Registered: 06/07/11
Posts: 1235
Loc: New York
Hey 4life,

I'm sorry I didn't read part 1 which cleared up a lot of what you're going through.

Genedebs - This is one reason I cannot believe in religion and why god was left in bed with the johns. People will alway bring up that our religion, and any religion for that matter, tells us to forgive is like you say a mitzvoh. What I say to that is "bullshit". If someone didn't have the decency to acknowledge that anything even happened it's not even worth pissing on their grave. I left my parents when I was 12 (I am 62 now). I felt bad for them 6 years ago because of their failing health. So I built and extension to my house for an apartment for them and moved them up to NY from FL five years ago.My mother is the same ways as when I was 12. It was one of the worst things that happened in my life. I have to relive my childhood every day, the childhood that I had run away from. She has never changed and she never will.

That goes the same for 4life. I'm stuck with my parents who are 98 and 93. 4life or anyone else should not have to go through that or go to any funerals that will put him in contact with his abusers. He has a life and it doesn't include anything that will put him in an uncomfortable position. Fuck'm!!!

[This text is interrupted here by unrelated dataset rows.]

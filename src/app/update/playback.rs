use super::super::state::{App, PlaybackLifecycle, PlaybackState};
use super::Effect;
use crate::audio::AudioPlayback;
use crate::fallback::segment_by_character_class;
use crate::marks::{MarkStore, RawSpeechMark};
use crate::segment::Phrase;
use std::time::Instant;
use tracing::{debug, info, warn};

impl App {
    pub(super) fn handle_process_requested(&mut self, effects: &mut Vec<Effect>) {
        if self.busy() {
            return;
        }
        let text = self.editor.text();
        if text.trim().is_empty() {
            self.set_status("Nothing to process: enter some text first");
            return;
        }
        // New content invalidates the previous audio, marks, and highlights.
        self.playback.reset_for_new_content();
        self.processing = true;
        self.status = None;
        let request_id = self.playback.next_request_id();
        info!(request_id, "Processing new text");
        effects.push(Effect::ProcessText { text, request_id });
    }

    pub(super) fn handle_text_processed(
        &mut self,
        request_id: u64,
        submitted_text: String,
        phrases: Vec<Phrase>,
        error: Option<String>,
    ) {
        if request_id != self.playback.request_id {
            debug!(request_id, current = self.playback.request_id, "Ignoring stale segmentation");
            return;
        }
        self.processing = false;
        match error {
            Some(err) => {
                warn!("Segmentation request failed: {err}");
                self.set_status(format!(
                    "Backend unavailable; showing offline segmentation. ({err})"
                ));
                let demo = segment_by_character_class(&submitted_text);
                self.reader.install(demo, &submitted_text, true);
            }
            None => {
                self.reader.install(phrases, &submitted_text, false);
                info!(
                    phrase_count = self.reader.phrases.len(),
                    span_count = self.reader.spans.len(),
                    "Installed processed text"
                );
            }
        }
    }

    pub(super) fn handle_read_aloud_requested(&mut self, effects: &mut Vec<Effect>) {
        if self.busy() || !self.reader.has_content() {
            return;
        }
        // Replace the previous audio resource before requesting a new one.
        self.playback.reset_for_new_content();
        self.playback.lifecycle = PlaybackLifecycle::Loading;
        let request_id = self.playback.next_request_id();
        info!(request_id, "Requesting read-aloud audio");
        effects.push(Effect::FetchReadAloud {
            text: self.reader.synthesis_text.clone(),
            request_id,
        });
    }

    pub(super) fn handle_read_aloud_ready(
        &mut self,
        request_id: u64,
        audio: Vec<u8>,
        marks: Vec<RawSpeechMark>,
        error: Option<String>,
    ) {
        if request_id != self.playback.request_id {
            debug!(request_id, current = self.playback.request_id, "Ignoring stale synthesis");
            return;
        }
        if let Some(err) = error {
            warn!("Synthesis request failed: {err}");
            self.set_status(format!("Read-aloud failed: {err}"));
            self.playback.lifecycle = PlaybackLifecycle::Idle;
            return;
        }

        self.playback.marks = MarkStore::from_raw(marks);
        match AudioPlayback::load(audio) {
            Ok(playback) => {
                self.playback.playback = Some(playback);
                self.playback.lifecycle = PlaybackLifecycle::Ready;
                self.status = None;
                info!(mark_count = self.playback.marks.len(), "Audio ready");
                // Reading aloud was explicitly requested, so begin at once.
                self.handle_toggle_play_pause();
            }
            Err(err) => {
                // Playback refusal is non-fatal; the text stays readable.
                warn!("Could not start playback: {err:#}");
                self.set_status(format!("Could not start playback: {err:#}"));
                self.playback.teardown();
            }
        }
    }

    pub(super) fn handle_toggle_play_pause(&mut self) {
        match self.playback.lifecycle {
            PlaybackLifecycle::Playing => {
                if let Some(playback) = &self.playback.playback {
                    playback.pause();
                }
                self.playback.lifecycle = PlaybackLifecycle::Paused;
            }
            PlaybackLifecycle::Paused | PlaybackLifecycle::Ready => {
                if let Some(playback) = &self.playback.playback {
                    playback.resume();
                    self.playback.lifecycle = PlaybackLifecycle::Playing;
                }
            }
            PlaybackLifecycle::Idle
            | PlaybackLifecycle::Loading
            | PlaybackLifecycle::Ended => {}
        }
    }

    pub(super) fn handle_stop_playback(&mut self) {
        info!("Stopping playback");
        self.playback.teardown();
    }

    /// Driven by the playback-position subscription while audio is playing.
    /// Must stay cheap and idempotent: span and mark counts are bounded by
    /// the text length, and an unchanged position produces an empty diff.
    pub(super) fn handle_tick(&mut self, now: Instant, effects: &mut Vec<Effect>) {
        let _ = now;
        let Some(playback) = &self.playback.playback else {
            return;
        };

        if playback.is_finished() {
            info!("Playback reached the end");
            self.playback.lifecycle = PlaybackLifecycle::Ended;
            if let Some(playback) = self.playback.playback.take() {
                playback.stop();
            }
            self.playback.synchronizer.clear();
            return;
        }
        if playback.is_paused() {
            return;
        }

        let time_ms = playback.position_ms();
        let PlaybackState {
            marks, synchronizer, ..
        } = &mut self.playback;
        let changes = synchronizer.tick(time_ms, marks.as_slice(), &self.reader.spans);
        if let Some(&span_idx) = changes.to_add.first() {
            if let Some(span) = self.reader.spans.get(span_idx) {
                effects.push(Effect::AutoScrollToPhrase(span.phrase_idx));
            }
        }
    }

    pub(super) fn handle_health_checked(&mut self, online: bool) {
        self.backend_online = Some(online);
        if online {
            info!("Backend reachable");
        } else {
            warn!("Backend unreachable; processing will fall back to offline segmentation");
        }
    }
}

I will not make comments about anyone's religion and especially if they are religious people, I respect them even though I don't agree with them always. But I think that 4life has a choice and that choice shouldn't cause any more grief by pulling the forgive and forget card on him with some religion.

My parents never knew what happened to me since the age of 9 till 18 so I cannot feel the pain 4life is going through but me personally would not show up for any of their funerals. Like bodyguard said that at this point it should be a choice and not a necessity especially for csa non-believers.

I will go to my mother's funeral just to watch them bury someone who has tormented me and my family. I will ask them to dig the grave an extra foot down just to make sure that she is finally out of my life. I will watch every shovel of dirt thrown on her box and say amen smile. I always said that I would piss on her grave but I don't think I have the balls to do that frown.

4life - Do not go to the funeral, they all don't deserve your presence especially the one in the hole mad.

good luck

Peace, Rainbows, Love & Healing
Jeff
_________________________
Stick around, It will get better....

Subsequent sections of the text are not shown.